TASK STATEMENT :: Report only the number of lines in the entries below that hold the word "extension".

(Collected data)
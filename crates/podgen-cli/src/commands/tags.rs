//! `podgen tags`: show the tags a push would use, without pushing.

use serde::Serialize;
use tracing::instrument;

use podgen_core::domain::{TagPair, TagSource};

use crate::{
    cli::TagsArgs,
    commands::{load_settings, tag_resolver},
    config::AppConfig,
    error::CliResult,
    output::OutputManager,
};

#[derive(Debug, Serialize)]
struct TagsOutput<'a> {
    version: &'a str,
    latest: &'a str,
    source: TagSource,
    /// Remote references, only when publishing is enabled.
    #[serde(skip_serializing_if = "Vec::is_empty")]
    references: Vec<String>,
}

impl<'a> TagsOutput<'a> {
    fn new(tags: &'a TagPair, references: Vec<String>) -> Self {
        Self {
            version: tags.version.as_str(),
            latest: tags.latest.as_str(),
            source: tags.source,
            references,
        }
    }
}

#[instrument(skip_all)]
pub fn execute(args: TagsArgs, config: AppConfig, output: OutputManager) -> CliResult<()> {
    let settings_path = config.settings_file(args.settings.settings.as_deref());
    let settings = load_settings(&settings_path)?;

    let resolver = tag_resolver(&settings_path);
    let tags = match &args.tag {
        Some(explicit) => resolver.resolve(explicit),
        None => resolver.resolve_for(&settings),
    };

    let references = if settings.registry.is_enabled() {
        let remote = settings.registry.remote_repository();
        tags.in_push_order()
            .iter()
            .map(|tag| format!("{remote}:{tag}"))
            .collect()
    } else {
        Vec::new()
    };

    if output.is_json() {
        return output.json(&TagsOutput::new(&tags, references));
    }

    output.print(&format!("{}  ({})", tags.version, tags.source))?;
    output.print(&tags.latest.to_string())?;
    for reference in &references {
        output.info(&format!("would push {reference}"))?;
    }

    Ok(())
}
//! Names and paths both manifests must agree on.
//!
//! The build manifest and the orchestration manifest are rendered
//! independently; anything that appears in both is defined once here.

/// External image the base stage is built from.
pub const BASE_IMAGE: &str = "docker.io/library/ubuntu:24.04";

pub const STAGE_BASE: &str = "base";
pub const STAGE_BUILD: &str = "build";
pub const STAGE_CLONE: &str = "clone";
pub const STAGE_RUNTIME: &str = "runtime";

/// Working directory inside the image; also the volume mount target.
pub const WORKSPACE_DIR: &str = "/workspace";

/// Host side of the workspace volume, relative to the compose file.
pub const WORKSPACE_SOURCE: &str = "./workspace";

/// Where the build stage installs the terminal server.
pub const TERMINAL_BINARY: &str = "/usr/local/bin/ttyd";

/// Build arguments declared when the build proxy group is enabled.
pub const BUILD_PROXY_ARGS: [&str; 3] = ["HTTP_PROXY", "HTTPS_PROXY", "NO_PROXY"];

/// Build arguments declared when the runtime proxy group is enabled.
pub const RUNTIME_PROXY_ARGS: [&str; 3] =
    ["RUNTIME_HTTP_PROXY", "RUNTIME_HTTPS_PROXY", "RUNTIME_NO_PROXY"];

/// Environment variables the running container reads its proxy from.
pub const PROXY_ENV_VARS: [&str; 3] = ["HTTP_PROXY", "HTTPS_PROXY", "NO_PROXY"];

/// Host variables always passed through to the container.
pub const INTEGRATION_ENV_VARS: [&str; 3] = ["ANTHROPIC_API_KEY", "OPENAI_API_KEY", "GITHUB_TOKEN"];

/// Network the service joins.
pub const NETWORK_NAME: &str = "terminal";

/// Local image reference the build produces for a given name.
pub fn local_image(name: &str) -> String {
    format!("{name}:latest")
}
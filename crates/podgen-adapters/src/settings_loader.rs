//! Settings-file loader.
//!
//! Reads the flat `KEY=value` settings a [`Configuration`] is built from.
//! Two formats are accepted, picked by extension:
//!
//! ```text
//! podgen.env     dotenv syntax: comments, quoting, `export KEY=value`
//! podgen.toml    same keys at top level; strings, booleans, integers,
//!                and string arrays
//! ```
//!
//! ```toml
//! CONTAINER_NAME = "web-terminal"
//! PORT = 7681
//! CLONE_ENABLED = true
//! CLONE_REPOS = ["https://github.com/org/one.git", "https://github.com/org/two.git"]
//! ```

use std::{
    fs,
    path::{Path, PathBuf},
};

use tracing::{debug, instrument};

use podgen_core::{
    application::ApplicationError,
    domain::{Configuration, keys},
    error::PodgenResult,
};

/// Loads settings from one file.
#[derive(Debug, Clone)]
pub struct SettingsLoader {
    path: PathBuf,
}

impl SettingsLoader {
    pub fn new(path: impl Into<PathBuf>) -> Self {
        Self { path: path.into() }
    }

    pub fn path(&self) -> &Path {
        &self.path
    }

    fn is_toml(&self) -> bool {
        self.path
            .extension()
            .is_some_and(|ext| ext.eq_ignore_ascii_case("toml"))
    }

    /// Raw key/value pairs in file order.
    #[instrument(skip(self), fields(path = %self.path.display()))]
    pub fn load_pairs(&self) -> PodgenResult<Vec<(String, String)>> {
        let pairs = if self.is_toml() {
            self.read_toml()?
        } else {
            self.read_dotenv()?
        };
        debug!(count = pairs.len(), "Settings read");
        Ok(pairs)
    }

    /// Load and parse into a [`Configuration`]. Every unparseable value is
    /// reported together.
    pub fn load(&self) -> PodgenResult<Configuration> {
        let pairs = self.load_pairs()?;
        Configuration::from_pairs(pairs)
            .map_err(|errors| ApplicationError::InvalidSettings { errors }.into())
    }

    fn read_dotenv(&self) -> PodgenResult<Vec<(String, String)>> {
        let iter = dotenvy::from_path_iter(&self.path).map_err(|e| self.unreadable(e))?;
        iter.map(|item| item.map_err(|e| self.unreadable(e)))
            .collect()
    }

    fn read_toml(&self) -> PodgenResult<Vec<(String, String)>> {
        let raw = fs::read_to_string(&self.path).map_err(|e| self.unreadable(e))?;
        let table: toml::Table = toml::from_str(&raw).map_err(|e| self.unreadable(e))?;

        table
            .into_iter()
            .map(|(key, value)| -> PodgenResult<(String, String)> {
                let flat = flatten(&value).ok_or_else(|| ApplicationError::SettingsUnreadable {
                    path: self.path.clone(),
                    reason: format!("{key} must be a string, boolean, integer, or string array"),
                })?;
                Ok((key, flat))
            })
            .collect()
    }

    fn unreadable(&self, e: impl std::fmt::Display) -> podgen_core::error::PodgenError {
        ApplicationError::SettingsUnreadable {
            path: self.path.clone(),
            reason: e.to_string(),
        }
        .into()
    }
}

fn flatten(value: &toml::Value) -> Option<String> {
    match value {
        toml::Value::String(s) => Some(s.clone()),
        toml::Value::Boolean(b) => Some(b.to_string()),
        toml::Value::Integer(i) => Some(i.to_string()),
        toml::Value::Array(items) => items
            .iter()
            .map(|item| item.as_str().map(str::to_owned))
            .collect::<Option<Vec<_>>>()
            .map(|list| list.join(" ")),
        _ => None,
    }
}

/// Commented settings file written by `podgen init`.
pub fn settings_template(name: &str, port: u16) -> String {
    let mut out = String::from(
        "# podgen settings. Lists are separated by spaces or commas.\n\
         # Booleans accept true/false, yes/no, on/off, 1/0.\n",
    );

    let section = |out: &mut String, title: &str| {
        out.push('\n');
        out.push_str("# ");
        out.push_str(title);
        out.push('\n');
    };

    section(&mut out, "Identity (required)");
    out.push_str(&format!("{}={name}\n{}={port}\n", keys::CONTAINER_NAME, keys::PORT));

    section(&mut out, "Proxy used while building the image");
    for key in [
        keys::BUILD_PROXY_ENABLED,
        keys::BUILD_HTTP_PROXY,
        keys::BUILD_HTTPS_PROXY,
        keys::BUILD_NO_PROXY,
    ] {
        out.push_str(&commented(key));
    }

    section(&mut out, "Proxy exported inside the running container");
    for key in [
        keys::RUNTIME_PROXY_ENABLED,
        keys::RUNTIME_HTTP_PROXY,
        keys::RUNTIME_HTTPS_PROXY,
        keys::RUNTIME_NO_PROXY,
    ] {
        out.push_str(&commented(key));
    }

    section(&mut out, "Extra packages");
    out.push_str(&commented(keys::EXTRA_APT_PACKAGES));
    out.push_str(&commented(keys::EXTRA_PIP_PACKAGES));

    section(&mut out, "Repositories cloned into the image");
    for key in [keys::CLONE_ENABLED, keys::CLONE_REPOS, keys::CLONE_BASE_PATH] {
        out.push_str(&commented(key));
    }

    section(&mut out, "Registry publishing");
    for key in [
        keys::REGISTRY_ENABLED,
        keys::REGISTRY_HOST,
        keys::REGISTRY_USERNAME,
        keys::REGISTRY_TOKEN,
        keys::REGISTRY_REPOSITORY,
        keys::REGISTRY_TAG,
    ] {
        out.push_str(&commented(key));
    }

    out
}

fn commented(key: &str) -> String {
    let example = match key {
        k if k.ends_with("_ENABLED") => "false",
        k if k == keys::CLONE_BASE_PATH => podgen_core::domain::config::DEFAULT_CLONE_BASE_PATH,
        k if k == keys::REGISTRY_HOST => podgen_core::domain::config::DEFAULT_REGISTRY_HOST,
        _ => "",
    };
    format!("# {key}={example}\n")
}

#[cfg(test)]
mod tests {
    use std::io::Write;

    use super::*;
    use podgen_core::domain::Provenance;
    use podgen_core::error::{ErrorCategory, PodgenError};

    fn write(dir: &tempfile::TempDir, name: &str, content: &str) -> PathBuf {
        let path = dir.path().join(name);
        let mut file = fs::File::create(&path).unwrap();
        file.write_all(content.as_bytes()).unwrap();
        path
    }

    #[test]
    fn dotenv_with_comments_quotes_and_export() {
        let dir = tempfile::tempdir().unwrap();
        let path = write(
            &dir,
            "podgen.env",
            "# identity\nexport CONTAINER_NAME=web-terminal\nPORT=\"7681\"\nEXTRA_APT_PACKAGES='jq htop'\n",
        );

        let config = SettingsLoader::new(&path).load().unwrap();
        assert_eq!(config.name(), "web-terminal");
        assert_eq!(config.port(), 7681);
        assert_eq!(config.packages.os.as_slice(), ["jq", "htop"]);
        assert_eq!(config.clone.base_path.provenance(), Provenance::Default);
    }

    #[test]
    fn toml_values_are_flattened() {
        let dir = tempfile::tempdir().unwrap();
        let path = write(
            &dir,
            "podgen.toml",
            r#"
CONTAINER_NAME = "web-terminal"
PORT = 7681
CLONE_ENABLED = true
CLONE_REPOS = ["https://host/a/one", "https://host/b/two"]
"#,
        );

        let config = SettingsLoader::new(&path).load().unwrap();
        assert!(config.clone.is_enabled());
        assert_eq!(config.clone.repositories.as_slice().len(), 2);
    }

    #[test]
    fn toml_tables_are_rejected() {
        let dir = tempfile::tempdir().unwrap();
        let path = write(&dir, "podgen.toml", "[registry]\nhost = \"x\"\n");
        assert!(SettingsLoader::new(&path).load_pairs().is_err());
    }

    #[test]
    fn missing_file_is_not_found() {
        let err = SettingsLoader::new("/definitely/not/here.env")
            .load()
            .unwrap_err();
        assert_eq!(err.category(), ErrorCategory::NotFound);
    }

    #[test]
    fn parse_errors_are_collected() {
        let dir = tempfile::tempdir().unwrap();
        let path = write(&dir, "podgen.env", "PORT=http\nCLONE_ENABLED=maybe\n");

        match SettingsLoader::new(&path).load().unwrap_err() {
            PodgenError::Application(ApplicationError::InvalidSettings { errors }) => {
                assert_eq!(errors.len(), 2)
            }
            other => panic!("unexpected error: {other:?}"),
        }
    }

    #[test]
    fn template_round_trips_through_the_loader() {
        let dir = tempfile::tempdir().unwrap();
        let path = write(&dir, "podgen.env", &settings_template("web-terminal", 7681));

        let config = SettingsLoader::new(&path).load().unwrap();
        assert_eq!(config.name(), "web-terminal");
        assert_eq!(config.port(), 7681);
        assert!(!config.registry.is_enabled());

        let text = settings_template("x", 1);
        for key in keys::ALL {
            assert!(text.contains(key), "{key} missing from template");
        }
    }
}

WRITTEN RESPONSE :: 2